In my last piece, I described the curious case of Tal Fortgang, a college freshman who fled the internet after an essay he wrote attacking the concept of “white privilege” for a student publication was picked up by the national press. Yet almost all of the response was about Fortgang as a person and had nothing to do with the substance of his arguments, which are worth noting.

Essentially, he felt the same thing I did when I first heard the term “white privilege” while at the University of Pittsburgh on the Post 9/11 GI Bill. It was especially troubling to me—as a someone who hoped to make a living slinging words—that my opinion on certain matters was devalued or outright discounted because I was a white, heterosexual, gender-normative male.

Fortgang wrote in his essay, “I do condemn [those who accuse me of being privileged] for diminishing everything I have personally accomplished, all the hard work I have done in my life…to some invisible patron saint of white maleness who places it out for me before I even arrive.” This is, in my opinion, his central problem with the concept of privilege in general and underscores his total misunderstanding of what “privilege” in this case really means.

I argue that the term “privilege,” while appropriate, is highly confusing to a society with a 140-character attention span. Like Fortgang, I initially assumed “privilege” dealt with things like familial connections, financial means, and a general “easiness of life” that didn’t match with my own experiences. It turns out that what the word referred to was not an individual experience but a generalized experience for all people at all levels of society.

White/male/hetero privilege is a very real thing in our society, and its effects can be blatant or very subtle. When looking at something like racial profiling by police, the privilege associated with being white is both self-evident and representative of a serious problem in “the system” for everyone but white folks. It can also be something as simple as not realizing that the “Sleepy Mexican” or “Sexy Indian Squaw” Halloween costumes are as offensive (if not more so) as the shock-costume staples “the Pregnant Nun” or the corpse of the most recent surprising celebrity death.

The difference between discussions of white privilege and individual experience is the same as discussing the weather tomorrow in Topeka and global climate changes over decades. Of course like everything in the world of college—especially amongst freshman—deeply complex and nuanced ideas are appropriated into passionate shouting matches where neither party knows what the hell he or she is talking about.

The most important lesson—and the one we continually miss—is that at the heart of understanding the concept of male/white/American privilege is realizing that our personal experience of the world is far from the entire story. Rather than taking “Check Your Privilege” as an insult—despite how snarkily it is often said—take it as an invitation to consider another person’s perspective without comparing it to your own.

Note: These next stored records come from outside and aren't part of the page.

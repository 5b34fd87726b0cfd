//! Message types used by the order desk.
//!
//! These are presentation-agnostic logical messages:
//! - [`Command`]: what the desk consumes.
//! - [`Event`]: what the desk produces.
//!
//! Text encoders live in the `pizza-protocol` crate; this module is
//! purely logical.

use crate::delivery::Delivery;
use crate::order::Order;
use crate::size::Size;

/// A request into the order desk.
#[derive(Debug, Clone, PartialEq, Eq)]
pub enum Command {
    /// Build an order from the request and append it.
    Add(OrderRequest),

    /// Remove the order at a zero-based position.
    ///
    /// Signed so that a negative position from text input reaches the
    /// desk and is ignored there like any other out-of-range position.
    Remove(i64),

    /// Drop every pending order.
    Clear,

    /// Place every pending order at once.
    Checkout,

    /// Snapshot the pending orders.
    List,
}

/// Everything needed to build one order.
#[derive(Debug, Clone, Default, PartialEq, Eq)]
pub struct OrderRequest {
    pub size: Size,
    pub toppings: Vec<String>,
    pub addons: Vec<String>,
    pub delivery: Delivery,
}

/// An event emitted by the order desk.
#[derive(Debug, Clone, PartialEq, Eq)]
pub enum Event {
    /// An order was appended at `position`.
    Placed { position: usize, order: Order },

    /// The order at `position` was removed.
    Removed { position: usize, order: Order },

    /// A removal named a position outside the list; nothing changed.
    RemoveIgnored { position: i64 },

    /// `count` orders were dropped.
    Cleared { count: usize },

    /// Every pending order was placed; the list is now empty.
    CheckedOut { orders: Vec<Order> },

    /// Checkout was requested with nothing pending; nothing changed.
    CartEmpty,

    /// Copy of the pending orders.
    Listing { orders: Vec<Order> },
}
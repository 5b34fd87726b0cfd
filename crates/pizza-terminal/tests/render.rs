// crates/pizza-terminal/tests/render.rs
use crossterm::event::KeyCode;
use pizza_terminal::app::App;
use pizza_terminal::components::help::draw_help;
use pizza_terminal::config::AppConfig;
use pizza_terminal::ui;
use ratatui::{backend::TestBackend, layout::Rect, Terminal};

fn screen_text(app: &App) -> String {
    let mut terminal = Terminal::new(TestBackend::new(120, 40)).unwrap();
    terminal.draw(|f| ui::draw(f, app)).unwrap();
    terminal
        .backend()
        .buffer()
        .content()
        .iter()
        .map(|cell| cell.symbol())
        .collect()
}

#[test]
fn empty_form_renders_menu_and_placeholder() {
    let app = App::new(AppConfig::default());
    let text = screen_text(&app);

    assert!(text.contains("Build Your Pizza"));
    assert!(text.contains("Pepperoni"));
    assert!(text.contains("Garlic Dip"));
    assert!(text.contains("No orders yet"));
}

#[test]
fn placed_orders_show_up_in_the_list() {
    let mut app = App::new(AppConfig::default());
    app.handle_key(KeyCode::Right);
    app.handle_key(KeyCode::Char('a'));
    let text = screen_text(&app);

    assert!(text.contains("Pending Orders (1)"));
    assert!(text.contains("Order 1"));
    assert!(text.contains("Large pizza - no toppings (Home Delivery)"));
}

#[test]
fn json_view_and_help_overlay_render() {
    let mut app = App::new(AppConfig::default());
    app.handle_key(KeyCode::Char('a'));
    app.handle_key(KeyCode::Char('J'));
    app.handle_key(KeyCode::F(1));
    let text = screen_text(&app);

    assert!(text.contains("Orders JSON"));
    assert!(text.contains("Keyboard Shortcuts"));
}

#[test]
fn order_list_scrolls_to_keep_the_selection_visible() {
    let mut app = App::new(AppConfig::default());
    for _ in 0..60 {
        app.handle_key(KeyCode::Char('a'));
    }
    app.handle_key(KeyCode::Tab);
    for _ in 0..59 {
        app.handle_key(KeyCode::Down);
    }
    assert_eq!(app.selected_order_index, 59);

    let text = screen_text(&app);
    assert!(text.contains("Pending Orders (60)"));
    assert!(text.contains("Order 60"));
}

#[test]
fn help_footer_keeps_its_own_row_when_the_overlay_is_short() {
    let (width, height) = (60, 14);
    let mut terminal = Terminal::new(TestBackend::new(width, height)).unwrap();
    terminal
        .draw(|f| draw_help(f, Rect::new(0, 0, width, height)))
        .unwrap();

    let buffer = terminal.backend().buffer();
    let rows: Vec<String> = (0..height)
        .map(|y| (0..width).map(|x| buffer.get(x, y).symbol()).collect())
        .collect();

    let footer_row = rows
        .iter()
        .position(|row| row.contains("Press F1 or ESC to close help"))
        .unwrap();
    assert_eq!(footer_row, usize::from(height) - 2);
    assert_eq!(
        rows[footer_row].trim_matches(|c: char| c == '│' || c.is_whitespace()),
        "Press F1 or ESC to close help"
    );
    assert!(rows[footer_row - 1].contains("Toggle help"));
}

If folks like Fortgang—or, for that matter, his critics—took a moment to consider that maybe they don’t have everything figured out, they could have a discussion rather than a debate.

Photo by Joselite Tagarao via Flickr Creative Commons

About the author

Joshua M. Patton is a father, veteran, and writer living in Pittsburgh, PA. Along with news and current events, he writes about parenting, art, and personal stories. His serial fiction story "The Prophet Hustle" is available at JukePop.com and a forthcoming independent ebook about the cam-modeling industry "Dirty Little Windows" will be available later this summer.

  • KEVIN HURST

    TRUTH CAN BE VERY ENLIGHTENING FOR SOME AND SCARRY FOR OTHER’S .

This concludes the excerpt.